Wages are an expense to a business to the higher the wage bill the less profit earned. Managers can be reluctant for this to happen because they may be in line for a bonus if they meet profitability targets set to them so increasing the wage bill would lessen the chance of this. Another conflict that may arise in a business is between employees and managers again. Employees may want better working conditions for example hotter/cooler, more space, cleaner, darker/brighter or even more breaks or longer breaks.
All these things cost money and would be costly to a business looking to maximise profit and make themselves more successful. Changing working practices can also create conflict. Changing practices within business usually occurs to make the firm more efficient and increase productivity through approaching tasks in a different fashion. This can create problems however with the workforce as many see it as just a way of increasing the amount of work that they have to do.
This is not good for a firm as morale can decline and this would mean that the overall output of the workforce could decrease acting against any changes that were made.

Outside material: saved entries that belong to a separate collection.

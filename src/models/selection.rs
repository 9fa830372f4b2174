use serde::{Deserialize, Serialize};

/// Upper bound on user-selected keywords per generation
pub const MAX_KEYWORDS: usize = 5;

/// Mood baseline for generated posts
#[derive(Debug, Clone, Copy, PartialEq, Eq, Serialize, Deserialize, Default, clap::ValueEnum)]
#[serde(rename_all = "snake_case")]
pub enum Mood {
    #[default]
    Cynical,
    Chill,
    Emo,
    Funny,
    Motivational,
    Nonsense,
}

impl Mood {
    pub const ALL: [Mood; 6] = [
        Mood::Cynical,
        Mood::Chill,
        Mood::Emo,
        Mood::Funny,
        Mood::Motivational,
        Mood::Nonsense,
    ];

    /// Display label, also the literal fed into the prompt
    pub fn label(&self) -> &'static str {
        match self {
            Mood::Cynical => "厭世吐槽",
            Mood::Chill => "Chill 放鬆",
            Mood::Emo => "深夜 Emo",
            Mood::Funny => "幽默搞笑",
            Mood::Motivational => "正能量/雞湯",
            Mood::Nonsense => "純廢文",
        }
    }
}

/// Life scene the posts should revolve around
#[derive(Debug, Clone, Copy, PartialEq, Eq, Serialize, Deserialize, Default, clap::ValueEnum)]
#[serde(rename_all = "snake_case")]
pub enum Scene {
    #[default]
    Work,
    Relationship,
    Daily,
    Weekend,
    Trending,
}

impl Scene {
    pub const ALL: [Scene; 5] = [
        Scene::Work,
        Scene::Relationship,
        Scene::Daily,
        Scene::Weekend,
        Scene::Trending,
    ];

    pub fn label(&self) -> &'static str {
        match self {
            Scene::Work => "職場社畜",
            Scene::Relationship => "感情生活",
            Scene::Daily => "日常生活",
            Scene::Weekend => "週末假期",
            Scene::Trending => "時事跟風",
        }
    }
}

/// Visual aesthetic for image/video generation
#[derive(Debug, Clone, Copy, PartialEq, Eq, Serialize, Deserialize, Default, clap::ValueEnum)]
#[serde(rename_all = "snake_case")]
pub enum ImageStyle {
    #[default]
    Default,
    Animated,
    Japanese,
    Korean,
    Realistic,
    Illustration,
    Cyberpunk,
    Vintage,
}

impl ImageStyle {
    pub const ALL: [ImageStyle; 8] = [
        ImageStyle::Default,
        ImageStyle::Animated,
        ImageStyle::Japanese,
        ImageStyle::Korean,
        ImageStyle::Realistic,
        ImageStyle::Illustration,
        ImageStyle::Cyberpunk,
        ImageStyle::Vintage,
    ];

    pub fn label(&self) -> &'static str {
        match self {
            ImageStyle::Default => "預設氛圍",
            ImageStyle::Animated => "動態迷因 (GIF)",
            ImageStyle::Japanese => "日系空氣感",
            ImageStyle::Korean => "韓系奶油",
            ImageStyle::Realistic => "超寫實攝影",
            ImageStyle::Illustration => "溫馨插畫",
            ImageStyle::Cyberpunk => "賽博龐克",
            ImageStyle::Vintage => "復古底片",
        }
    }
}

/// Text model tier
#[derive(Debug, Clone, Copy, PartialEq, Eq, Serialize, Deserialize, Default, clap::ValueEnum)]
#[serde(rename_all = "snake_case")]
pub enum ModelVersion {
    /// Fast default tier
    #[default]
    Flash,
    /// Higher-quality, slower tier
    Pro,
}

impl ModelVersion {
    pub const ALL: [ModelVersion; 2] = [ModelVersion::Flash, ModelVersion::Pro];

    /// Provider-side model identifier
    pub fn model_id(&self) -> &'static str {
        match self {
            ModelVersion::Flash => "gemini-2.5-flash",
            ModelVersion::Pro => "gemini-2.5-pro",
        }
    }

    pub fn label(&self) -> &'static str {
        match self {
            ModelVersion::Flash => "Flash (快速)",
            ModelVersion::Pro => "Pro (高品質)",
        }
    }
}

/// Active selector state: one value each, replaced wholesale on user input.
#[derive(Debug, Clone, Default)]
pub struct Selection {
    pub mood: Mood,
    pub scene: Scene,
    pub model: ModelVersion,
    keywords: Vec<String>,
}

impl Selection {
    pub fn new(mood: Mood, scene: Scene, model: ModelVersion) -> Self {
        Self {
            mood,
            scene,
            model,
            keywords: Vec::new(),
        }
    }

    pub fn keywords(&self) -> &[String] {
        &self.keywords
    }

    /// Add a keyword. Keywords are case-sensitive as typed, unique, non-empty,
    /// and capped at [`MAX_KEYWORDS`].
    pub fn add_keyword(&mut self, keyword: &str) -> Result<(), SelectionError> {
        let keyword = keyword.trim();
        if keyword.is_empty() {
            return Err(SelectionError::EmptyKeyword);
        }
        if self.keywords.iter().any(|k| k == keyword) {
            return Err(SelectionError::DuplicateKeyword(keyword.to_string()));
        }
        if self.keywords.len() >= MAX_KEYWORDS {
            return Err(SelectionError::TooManyKeywords { max: MAX_KEYWORDS });
        }
        self.keywords.push(keyword.to_string());
        Ok(())
    }

    /// Remove a keyword by exact match. Returns whether it was present.
    pub fn remove_keyword(&mut self, keyword: &str) -> bool {
        let before = self.keywords.len();
        self.keywords.retain(|k| k != keyword);
        self.keywords.len() != before
    }

    pub fn clear_keywords(&mut self) {
        self.keywords.clear();
    }
}

#[derive(Debug, thiserror::Error, PartialEq, Eq)]
pub enum SelectionError {
    #[error("Keyword must not be empty")]
    EmptyKeyword,

    #[error("Keyword already selected: {0}")]
    DuplicateKeyword(String),

    #[error("At most {max} keywords allowed")]
    TooManyKeywords { max: usize },
}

Perhaps the biggest conflict that a Human Resource activity may create is one over job losses. Creating redundancies is one of the biggest decisions a firm may have to make. If a firm is struggling or they feel they need to become more efficient one of the most effective ways of doing this is to cut the wage bill, as it is usually one of the biggest single costs to a business.
Unfortunately creating redundancies leaves workers without jobs. Some workers being asked to leave may have been working for the firm for many years and showed a strong loyalty to that firm. Trade Unions may become involved to try and stop the job losses or reduce the number. They may also organise strike action against the firm and protest against any redundancies. All this is bad for the firm as morale will be greatly hurt and the firm’s productivity will suffer as a result.